16 Temmuz 2020 tarihi itibariyle, Hatay’daki Suriyeli sığınmacı sayısı, 434 bin 962 kişi. Hatay’ı, sığınmacı kalabalığı açısından ülke genelinde geçen iki şehir var. Bunlardan İstanbul 504 bin 94, Gaziantep ise 450 bin 839 Suriyeliye ev sahipliği yapıyor.
2011’de Suriye’de başlayan iç çatışmaların ardından yaşanan kitlesel göçlerin adresinde duran Türkiye adına eldeki en net fotoğraf karesini veren isimlerin başında, Türk Alman Üniversitesi Göç Araştırmaları Merkezi Müdürü Prof. Dr. M. Murat Erdoğan geliyor.
Erdoğan, Suriyeli göçmenlerin kalıcı olduğunu ve uyum tedbirlerinin de bu yönde alınması gerektiğini belirtirken, bir gerçeğin altını özenle çiziyor… “Türkiye’de doğan 600 bin bebek, yeni yaşamın işareti. 680 bin çocuk, Türkçe öğrenim görüyor.” Erdoğan’a göre, bu, ‘kalıcılık’ adına önemli bir veri ve ‘dönecekler mi’ sorusu yerine ‘entegrasyonun devreye girmesi için de yeterli.
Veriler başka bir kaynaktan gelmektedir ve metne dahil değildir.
#[cfg(test)]
mod tests {
    use super::*;
    use async_trait::async_trait;
    use hwtest::detect::{DetectError, Metadata};

    struct FixedDetector;

    #[async_trait]
    impl MetadataDetector for FixedDetector {
        async fn detect(&self, kind: KeystoreKind) -> Result<Metadata, DetectError> {
            Err(DetectError::NotFound(kind))
        }
    }

    fn app(datadir: &std::path::Path) -> App {
        let config = Config::new(
            HwTestDirectory::new(datadir.to_path_buf()),
            None,
            SuiteFile::default(),
        );
        App {
            config,
            selection: KeystoreSelection::default(),
            seed: TestSeed::new(Network::Testnet).ok().map(Arc::new),
            suite: None,
            generation: 0,
            requests: Vec::new(),
            scanned: String::new(),
            notification: None,
            detector: Arc::new(FixedDetector),
            window_id: None,
            window_config: None,
        }
    }

    fn run(app: &mut App, index: usize, message: TestMessage) {
        let generation = app.generation;
        let _ = app.update(Message::Run(generation, index, message));
    }

    fn select(app: &mut App, kind: Option<KeystoreKind>) {
        let _ = app.update(Message::Picker(PickerMessage::KindSelected(
            picker::KindChoice(kind),
        )));
    }

    #[test]
    fn kind_selection_builds_and_persists_suite() {
        let tmp = tempfile::tempdir().unwrap();
        let mut app = app(tmp.path());
        assert!(app.suite.is_none());

        select(&mut app, Some(KeystoreKind::Coldcard));
        let suite = app.suite.as_ref().unwrap();
        assert_eq!(suite.kind, KeystoreKind::Coldcard);
        assert_eq!(suite.len(), 4);
        assert!(app.requests.iter().all(Option::is_none));

        let saved = GlobalSettings::load_keystore(&GlobalSettings::path(&app.config.datadir));
        assert_eq!(saved.unwrap().kind, Some(KeystoreKind::Coldcard));

        select(&mut app, Some(KeystoreKind::Hermit));
        assert_eq!(app.suite.as_ref().unwrap().kind, KeystoreKind::Hermit);
        assert!(app.requests.iter().all(Option::is_some));

        select(&mut app, None);
        assert!(app.suite.is_none());
    }

    #[test]
    fn version_requires_kind() {
        let tmp = tempfile::tempdir().unwrap();
        let mut app = app(tmp.path());
        let _ = app.update(Message::Picker(PickerMessage::VersionEdited("1.0".into())));
        assert_eq!(app.selection.version, "");

        select(&mut app, Some(KeystoreKind::Trezor));
        let _ = app.update(Message::Picker(PickerMessage::VersionEdited("2.6.0".into())));
        assert_eq!(app.selection.version, "2.6.0");
    }

    #[test]
    fn failed_detection_is_notified() {
        let tmp = tempfile::tempdir().unwrap();
        let mut app = app(tmp.path());
        select(&mut app, Some(KeystoreKind::Ledger));
        let _ = app.update(Message::Picker(PickerMessage::Detect));
        assert!(app.selection.is_detecting());

        let _ = app.update(Message::Picker(PickerMessage::Detected(Err(
            DetectError::NotFound(KeystoreKind::Ledger),
        ))));
        assert!(!app.selection.is_detecting());
        assert_eq!(app.notification.as_deref(), Some("No Ledger device found"));

        let _ = app.update(Message::DismissNotification);
        assert!(app.notification.is_none());
    }

    #[test]
    fn hermit_scanned_data_resolves_run() {
        let tmp = tempfile::tempdir().unwrap();
        let mut app = app(tmp.path());
        select(&mut app, Some(KeystoreKind::Hermit));

        run(&mut app, 0, TestMessage::Start);
        assert_eq!(app.suite.as_ref().unwrap().runs()[0].status, TestStatus::Active);

        let expected = app.suite.as_ref().unwrap().runs()[0]
            .test
            .expected()
            .unwrap();
        run(
            &mut app,
            0,
            TestMessage::ScannedEdited(expected.as_str().unwrap().to_string()),
        );
        run(&mut app, 0, TestMessage::SubmitScanned);
        assert_eq!(app.suite.as_ref().unwrap().runs()[0].status, TestStatus::Success);
        assert!(app.scanned.is_empty());

        // Space moves on to the next test once the current one is complete.
        let _ = app.update(Message::KeyPressed(Key::Space(Focus::Elsewhere)));
        assert_eq!(app.suite.as_ref().unwrap().current_index(), 1);

        run(&mut app, 1, TestMessage::Start);
        run(&mut app, 1, TestMessage::ScannedEdited("garbage".into()));
        run(&mut app, 1, TestMessage::SubmitScanned);
        assert_eq!(app.suite.as_ref().unwrap().runs()[1].status, TestStatus::Error);
        assert!(app.notification.is_some());
    }

    #[test]
    fn no_navigation_while_running() {
        let tmp = tempfile::tempdir().unwrap();
        let mut app = app(tmp.path());
        select(&mut app, Some(KeystoreKind::Hermit));
        run(&mut app, 0, TestMessage::Start);
        let _ = app.update(Message::NextTest);
        let _ = app.update(Message::SelectTest(2));
        assert_eq!(app.suite.as_ref().unwrap().current_index(), 0);

        run(&mut app, 0, TestMessage::Reset);
        let _ = app.update(Message::SelectTest(2));
        assert_eq!(app.suite.as_ref().unwrap().current_index(), 2);
        let _ = app.update(Message::PreviousTest);
        assert_eq!(app.suite.as_ref().unwrap().current_index(), 1);
    }

    #[test]
    fn stale_completion_is_discarded() {
        let tmp = tempfile::tempdir().unwrap();
        let mut app = app(tmp.path());
        select(&mut app, Some(KeystoreKind::Coldcard));

        run(&mut app, 0, TestMessage::FileLoaded(Some(b"{}".to_vec())));
        let attempt = app.suite.as_ref().unwrap().runs()[0].attempt();
        run(&mut app, 0, TestMessage::Reset);
        run(
            &mut app,
            0,
            TestMessage::Completed {
                attempt,
                result: hwtest::test::TestResult::Error("late".to_string()),
            },
        );
        assert_eq!(app.suite.as_ref().unwrap().runs()[0].status, TestStatus::Pending);
        assert!(app.notification.is_none());
    }

    #[test]
    fn results_of_a_previous_suite_are_dropped() {
        let tmp = tempfile::tempdir().unwrap();
        let mut app = app(tmp.path());
        select(&mut app, Some(KeystoreKind::Ledger));
        let ledger = app.generation;
        run(&mut app, 0, TestMessage::Start);
        let attempt = app.suite.as_ref().unwrap().runs()[0].attempt();

        // No kind change while the Ledger run awaits its result.
        select(&mut app, Some(KeystoreKind::Hermit));
        assert_eq!(app.suite.as_ref().unwrap().kind, KeystoreKind::Ledger);
        assert_eq!(app.selection.kind, Some(KeystoreKind::Ledger));

        run(&mut app, 0, TestMessage::Reset);
        select(&mut app, Some(KeystoreKind::Hermit));
        assert_eq!(app.suite.as_ref().unwrap().kind, KeystoreKind::Hermit);
        assert_ne!(app.generation, ledger);
        run(&mut app, 0, TestMessage::Start);
        assert_eq!(app.suite.as_ref().unwrap().runs()[0].attempt(), attempt);

        let _ = app.update(Message::Run(
            ledger,
            0,
            TestMessage::Completed {
                attempt,
                result: hwtest::test::TestResult::Success,
            },
        ));
        assert_eq!(app.suite.as_ref().unwrap().runs()[0].status, TestStatus::Active);

        // A file picked for the Ledger suite does not start a Hermit run either.
        run(&mut app, 0, TestMessage::Reset);
        let _ = app.update(Message::Run(
            ledger,
            0,
            TestMessage::FileLoaded(Some(b"{}".to_vec())),
        ));
        assert_eq!(app.suite.as_ref().unwrap().runs()[0].status, TestStatus::Pending);
    }

    #[test]
    fn kind_is_kept_while_detecting() {
        let tmp = tempfile::tempdir().unwrap();
        let mut app = app(tmp.path());
        select(&mut app, Some(KeystoreKind::Ledger));
        let _ = app.update(Message::Picker(PickerMessage::Detect));
        select(&mut app, Some(KeystoreKind::Trezor));
        assert_eq!(app.selection.kind, Some(KeystoreKind::Ledger));
        assert_eq!(app.suite.as_ref().unwrap().kind, KeystoreKind::Ledger);

        let _ = app.update(Message::Picker(PickerMessage::Detected(Ok(Metadata {
            model: "Nano S".to_string(),
            version: "2.1.0".to_string(),
            spec: "Nano S v2.1.0".to_string(),
        }))));
        assert_eq!(app.selection.version, "Nano S v2.1.0");
        select(&mut app, Some(KeystoreKind::Trezor));
        assert_eq!(app.suite.as_ref().unwrap().kind, KeystoreKind::Trezor);
    }

    #[test]
    fn space_is_ignored_in_text_inputs() {
        let tmp = tempfile::tempdir().unwrap();
        let mut app = app(tmp.path());
        select(&mut app, Some(KeystoreKind::Hermit));
        let _ = app.update(Message::KeyPressed(Key::Space(Focus::TextInput)));
        assert_eq!(app.suite.as_ref().unwrap().runs()[0].status, TestStatus::Pending);
        let _ = app.update(Message::KeyPressed(Key::Space(Focus::Elsewhere)));
        assert_eq!(app.suite.as_ref().unwrap().runs()[0].status, TestStatus::Active);
    }
}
Konuya ilişkin olarak, Karar Gazetesi’nden Mikdat Karaalioğlu’nun sorularını yanıtlayan Prof. Dr. M. Murat Erdoğan, 434 bin 962 Suriyeli sığınmacıya ev sahipliği yapan Hatay’da da sık sık gündeme gelen ‘dönüşler’ başlığında çarpıcı değerlendirmeler yaparken, önemli tavsiyelerde de bulundu.
-GÖÇÜN FITRATI-
“Türkiye’deki Suriyeli göçmenlerin, Suriye’deki koşullar çok olumlu hale gelse bile artık ülkelerine dönmeyeceğinden mi hareket ediyorsunuz?” sorusunu cevaplandıran Erdoğan, şunları söyledi:
“Türkiye’de, 2019’un sonunda, 530 bin civarında bebek doğdu, ki bu rakam şu an 600 bine çıktı. Bu, yeni yaşamın bir işareti zaten. Türkiye’de 680 bin çocuk, Türk okullarına gidiyor ve Türkçe öğrenim görüyor. Bu çocuklar, kendi aralarında Türkçe konuşuyorlar, ebeveynleri ile de Arapça konuşuyorlar. Daha da önemlisi, artık sınırın hemen öbür tarafında değiller. Türkiye’deki 81 ilde yaşıyorlar.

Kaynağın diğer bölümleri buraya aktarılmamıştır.